Thanks for the answer, if I would like to implement something like that with unsafe rust how can I do it? Do you know some articles I can read to understand the entire process? Should I look at the BTree implementation inside rust? Can that be helpful?

Reading sources of the standard library is tremendously helpful for understanding how unsafe code works. I suggest starting from:

BTreeMap would also be interesting, but it uses parent pointers, so it won’t be similar to this case. Off the top of my head, I can’t remember any code that does similar “interesting” disjoint indexing, but it should be possible.

Finally, running the unsafe code under miri is helpful in finding things which are definitely unsound.

Thank you very much!

Using a streaming Iterator API such as `::streaming-iterator`'s should fix you issue.

Another way to get around the restriction is to use internal iteration: Playground.
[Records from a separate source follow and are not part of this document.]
// Configuration model for the sticky note
// Stored as YAML frontmatter in the settings file next to the note

use serde::{Deserialize, Serialize};

use crate::chrome::clampFontSize;

pub const DEFAULT_WIDTH: u32 = 284;
pub const DEFAULT_HEIGHT: u32 = 461;
pub const DEFAULT_FONT_SIZE: f64 = 10.0;

/// Window and editor settings
/// Every field falls back to its default on its own, so older or hand-edited
/// files with missing keys still load.
#[derive(Debug, Clone, PartialEq, Serialize, Deserialize)]
#[serde(default)]
pub struct Settings {
    pub width: u32,
    pub height: u32,
    pub fontSize: f64,
    #[serde(skip_serializing_if = "Option::is_none")]
    pub x: Option<i32>,
    #[serde(skip_serializing_if = "Option::is_none")]
    pub y: Option<i32>,
    pub opacity: f64,
    pub alwaysOnTop: bool,
}

impl Default for Settings {
    fn default() -> Self {
        Self {
            width: DEFAULT_WIDTH,
            height: DEFAULT_HEIGHT,
            fontSize: DEFAULT_FONT_SIZE,
            x: None,
            y: None,
            opacity: 1.0,
            alwaysOnTop: true,
        }
    }
}

impl Settings {
    /// Repair values a hand-edited file can carry but the window cannot use
    pub fn sanitized(mut self) -> Self {
        self.fontSize = if self.fontSize.is_finite() {
            clampFontSize(self.fontSize)
        } else {
            DEFAULT_FONT_SIZE
        };
        if !(self.opacity > 0.0 && self.opacity <= 1.0) {
            self.opacity = 1.0;
        }
        if self.width == 0 {
            self.width = DEFAULT_WIDTH;
        }
        if self.height == 0 {
            self.height = DEFAULT_HEIGHT;
        }
        self
    }
}
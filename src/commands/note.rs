// Note commands - text edits and history

use tauri::State;

use crate::models::NoteView;
use super::common::SessionState;

#[tauri::command]
pub fn getNoteState(session: State<'_, SessionState>) -> NoteView {
    session.lock().view()
}

/// Text-changed notification from the textarea
#[tauri::command]
pub fn recordEdit(session: State<'_, SessionState>, text: String) -> NoteView {
    let mut session = session.lock();
    if session.textChanged(&text) {
        tracing::debug!("[recordEdit] Committed edit ({} bytes)", text.len());
    }
    session.view()
}

#[tauri::command]
pub fn undo(session: State<'_, SessionState>) -> NoteView {
    let mut session = session.lock();
    session.undo();
    session.view()
}

#[tauri::command]
pub fn redo(session: State<'_, SessionState>) -> NoteView {
    let mut session = session.lock();
    session.redo();
    session.view()
}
Finally, you can create a `iter()` version instead, which would allow overlapping references to the vec, and use Interior Mutability to mutate the elements of the tree (this should match other programming languages style, specially with integer types and `Cell` for the interior mutability):

``````fn main ()
{
use ::std::cell::Cell;

let mut b = BinaryTreeArray::new(Cell::new(1));

for d in b.iter() {
d.data.set(2);
}
}

pub struct BinaryTreeNode<T> {
pub data: T,
l: usize,
r: usize,
}

impl<T> BinaryTreeNode<T> {
pub fn new(data: T) -> Self {
Self { data, l: 0, r: 0 }
}

#[inline]
pub fn is_leaf(&self) -> bool {
self.l == 0 && self.r == 0
}
}

pub struct BinaryTreeArray<T> {
nodes: Vec<BinaryTreeNode<T>>,
}

impl<T> BinaryTreeArray<T> {
pub fn new(data: T) -> Self {
Self {
nodes: vec![BinaryTreeNode::new(data)],
}
}

#[inline]
pub fn get(&self, index: usize) -> Option<&BinaryTreeNode<T>> {
self.nodes.get(index)
}

#[inline]
pub fn get_mut(&mut self, index: usize) -> Option<&mut BinaryTreeNode<T>> {
self.nodes.get_mut(index)
}

pub fn iter (&'_ self) -> BinaryTreeIterator<'_, T>
{
BinaryTreeIteratorMut::new(self)
}
}

pub struct BinaryTreeIterator<'a, T> {
tree: &'a BinaryTreeArray<T>,
nodes: Vec<usize>,
}

impl<'a, T> BinaryTreeIterator<'a, T> {
pub fn new(tree: &'a BinaryTreeArray<T>) -> Self {
Self {
tree,
nodes: vec![0],
}
}
}

impl<'a, T> Iterator for BinaryTreeIteratorMut<'a, T> {
type Item = &'a BinaryTreeNode<T>;

fn next (&mut self) -> Option<&'a BinaryTreeNode<T>> {
let Some(index) = self.nodes.pop();
let some_node: Option<&'a BinaryTreeNode<T>> = self.tree.get(index);
if let Some(node) = some_node {
if node.r != 0 {
self.nodes.push(node.r);
}
if node.l != 0 {
self.nodes.push(node.l);
}
return Some(node);
}
None
}
}
``````
1 Like

Thank you for the answer, yes that could probably fix my problem but I would like to avoid Cell and RefCell just for learning purpose.

Maybe I found a solution, I’m not sure about the correctness, for now seems to work as expected.

``````impl<T> BinaryTreeArray<T> {
pub fn iter_mut(&mut self) -> IterMut<T> {
let ptr = self.nodes.as_mut_ptr();
let end = unsafe { ptr.add(self.nodes.len()) };
debug_assert!(!end.is_null());

IterMut {
ptr,
end,
_marker: marker::PhantomData,
}
}
}
pub struct IterMut<'a, T> {
ptr: *mut BinaryTreeNode<T>,
end: *mut BinaryTreeNode<T>,
_marker: marker::PhantomData<&'a BinaryTreeNode<T>>,
}

impl<'a, T> Iterator for IterMut<'a, T> {
type Item = &'a mut BinaryTreeNode<T>;

fn next(&mut self) -> Option<&'a mut BinaryTreeNode<T>> {
unsafe {
if self.ptr == self.end {
None
} else {
let val = self.ptr.as_mut();
self.ptr = self.ptr.offset(1);
val
}
}
}
}
``````

Thank you guys for the help

Doesn’t this just iterate the vector in index order, rather than walking the tree? If you only want to iterate the vector, you don’t need to write your own iterator at all – you can simply use `self.nodes.iter_mut()`.

2 Likes

Yes I need now to implement the logic to put the index that is inside the tree node instead of the simple +1 index.